* **Task**
Nothing should be left out. Transcribe the entries exactly as written.

Saved data entries:
========================
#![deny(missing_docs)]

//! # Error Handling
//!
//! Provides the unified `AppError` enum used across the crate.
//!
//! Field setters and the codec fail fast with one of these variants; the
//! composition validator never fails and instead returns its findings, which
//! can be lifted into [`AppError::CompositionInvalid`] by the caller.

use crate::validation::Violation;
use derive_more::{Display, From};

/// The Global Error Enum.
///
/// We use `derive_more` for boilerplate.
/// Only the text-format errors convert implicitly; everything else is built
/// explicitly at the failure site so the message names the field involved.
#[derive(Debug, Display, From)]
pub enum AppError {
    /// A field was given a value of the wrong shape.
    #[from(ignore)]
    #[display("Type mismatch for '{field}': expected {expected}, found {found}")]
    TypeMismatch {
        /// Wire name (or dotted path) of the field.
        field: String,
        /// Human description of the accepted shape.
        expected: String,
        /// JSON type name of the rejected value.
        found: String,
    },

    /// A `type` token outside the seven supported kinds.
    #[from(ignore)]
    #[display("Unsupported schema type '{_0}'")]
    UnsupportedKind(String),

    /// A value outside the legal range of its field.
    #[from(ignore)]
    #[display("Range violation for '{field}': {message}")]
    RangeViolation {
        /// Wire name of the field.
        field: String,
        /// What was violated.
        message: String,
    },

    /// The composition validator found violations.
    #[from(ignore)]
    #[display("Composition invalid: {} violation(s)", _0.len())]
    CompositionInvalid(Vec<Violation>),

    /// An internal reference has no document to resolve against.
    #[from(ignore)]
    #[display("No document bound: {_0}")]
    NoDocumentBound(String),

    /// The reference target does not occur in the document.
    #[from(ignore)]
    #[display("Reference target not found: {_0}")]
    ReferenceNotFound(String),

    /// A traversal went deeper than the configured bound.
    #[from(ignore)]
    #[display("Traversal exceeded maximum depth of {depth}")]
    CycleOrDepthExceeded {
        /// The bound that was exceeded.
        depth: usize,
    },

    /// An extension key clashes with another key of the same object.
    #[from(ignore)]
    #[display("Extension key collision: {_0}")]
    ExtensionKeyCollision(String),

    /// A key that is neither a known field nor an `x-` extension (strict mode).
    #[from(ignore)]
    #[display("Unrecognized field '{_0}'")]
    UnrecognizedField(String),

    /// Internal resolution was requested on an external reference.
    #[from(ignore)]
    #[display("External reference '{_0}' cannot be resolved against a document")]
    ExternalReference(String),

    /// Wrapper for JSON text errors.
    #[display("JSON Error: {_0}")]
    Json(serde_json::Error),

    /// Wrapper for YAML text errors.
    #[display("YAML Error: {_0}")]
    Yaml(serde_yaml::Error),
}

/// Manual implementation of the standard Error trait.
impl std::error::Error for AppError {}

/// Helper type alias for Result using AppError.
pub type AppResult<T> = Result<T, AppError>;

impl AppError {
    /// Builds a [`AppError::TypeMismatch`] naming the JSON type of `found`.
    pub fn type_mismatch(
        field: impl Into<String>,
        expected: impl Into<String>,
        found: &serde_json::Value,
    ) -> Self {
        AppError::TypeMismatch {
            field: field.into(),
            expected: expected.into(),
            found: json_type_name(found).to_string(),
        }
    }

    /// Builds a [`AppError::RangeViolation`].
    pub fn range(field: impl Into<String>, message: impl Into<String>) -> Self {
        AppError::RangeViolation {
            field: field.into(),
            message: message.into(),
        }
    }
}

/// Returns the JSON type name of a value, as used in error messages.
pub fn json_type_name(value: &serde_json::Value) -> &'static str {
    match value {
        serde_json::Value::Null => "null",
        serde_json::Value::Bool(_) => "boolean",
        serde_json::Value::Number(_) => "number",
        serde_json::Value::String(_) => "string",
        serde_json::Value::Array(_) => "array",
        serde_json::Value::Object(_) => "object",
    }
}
========================
* **Task response**
#![deny(missing_docs)]

//! # Error Handling
//!
//! Provides the unified `AppError` enum used across the crate.
//!
//! Field setters and the codec fail fast with one of these variants; the
//! composition validator never fails and instead returns its findings, which
//! can be lifted into [`AppError::CompositionInvalid`] by the caller.

use crate::validation::Violation;
use derive_more::{Display, From};

/// The Global Error Enum.
///
/// We use `derive_more` for boilerplate.
/// Only the text-format errors convert implicitly; everything else is built
/// explicitly at the failure site so the message names the field involved.
#[derive(Debug, Display, From)]
pub enum AppError {
    /// A field was given a value of the wrong shape.
    #[from(ignore)]
    #[display("Type mismatch for '{field}': expected {expected}, found {found}")]
    TypeMismatch {
        /// Wire name (or dotted path) of the field.
        field: String,
        /// Human description of the accepted shape.
        expected: String,
        /// JSON type name of the rejected value.
        found: String,
    },

    /// A `type` token outside the seven supported kinds.
    #[from(ignore)]
    #[display("Unsupported schema type '{_0}'")]
    UnsupportedKind(String),

    /// A value outside the legal range of its field.
    #[from(ignore)]
    #[display("Range violation for '{field}': {message}")]
    RangeViolation {
        /// Wire name of the field.
        field: String,
        /// What was violated.
        message: String,
    },

    /// The composition validator found violations.
    #[from(ignore)]
    #[display("Composition invalid: {} violation(s)", _0.len())]
    CompositionInvalid(Vec<Violation>),

    /// An internal reference has no document to resolve against.
    #[from(ignore)]
    #[display("No document bound: {_0}")]
    NoDocumentBound(String),

    /// The reference target does not occur in the document.
    #[from(ignore)]
    #[display("Reference target not found: {_0}")]
    ReferenceNotFound(String),

    /// A traversal went deeper than the configured bound.
    #[from(ignore)]
    #[display("Traversal exceeded maximum depth of {depth}")]
    CycleOrDepthExceeded {
        /// The bound that was exceeded.
        depth: usize,
    },

    /// An extension key clashes with another key of the same object.
    #[from(ignore)]
    #[display("Extension key collision: {_0}")]
    ExtensionKeyCollision(String),

    /// A key that is neither a known field nor an `x-` extension (strict mode).
    #[from(ignore)]
    #[display("Unrecognized field '{_0}'")]
    UnrecognizedField(String),

    /// Internal resolution was requested on an external reference.
    #[from(ignore)]
    #[display("External reference '{_0}' cannot be resolved against a document")]
    ExternalReference(String),

    /// Wrapper for JSON text errors.
    #[display("JSON Error: {_0}")]
    Json(serde_json::Error),

    /// Wrapper for YAML text errors.
    #[display("YAML Error: {_0}")]
    Yaml(serde_yaml::Error),
}

/// Manual implementation of the standard Error trait.
impl std::error::Error for AppError {}

/// Helper type alias for Result using AppError.
pub type AppResult<T> = Result<T, AppError>;

impl AppError {
    /// Builds a [`AppError::TypeMismatch`] naming the JSON type of `found`.
    pub fn type_mismatch(
        field: impl Into<String>,
        expected: impl Into<String>,
        found: &serde_json::Value,
    ) -> Self {
        AppError::TypeMismatch {
            field: field.into(),
            expected: expected.into(),
            found: json_type_name(found).to_string(),
        }
    }

    /// Builds a [`AppError::RangeViolation`].
    pub fn range(field: impl Into<String>, message: impl Into<String>) -> Self {
        AppError::RangeViolation {
            field: field.into(),
            message: message.into(),
        }
    }
}

/// Returns the JSON type name of a value, as used in error messages.
pub fn json_type_name(value: &serde_json::Value) -> &'static str {
    match value {
        serde_json::Value::Null => "null",
        serde_json::Value::Bool(_) => "boolean",
        serde_json::Value::Number(_) => "number",
        serde_json::Value::String(_) => "string",
        serde_json::Value::Array(_) => "array",
        serde_json::Value::Object(_) => "object",
    }
}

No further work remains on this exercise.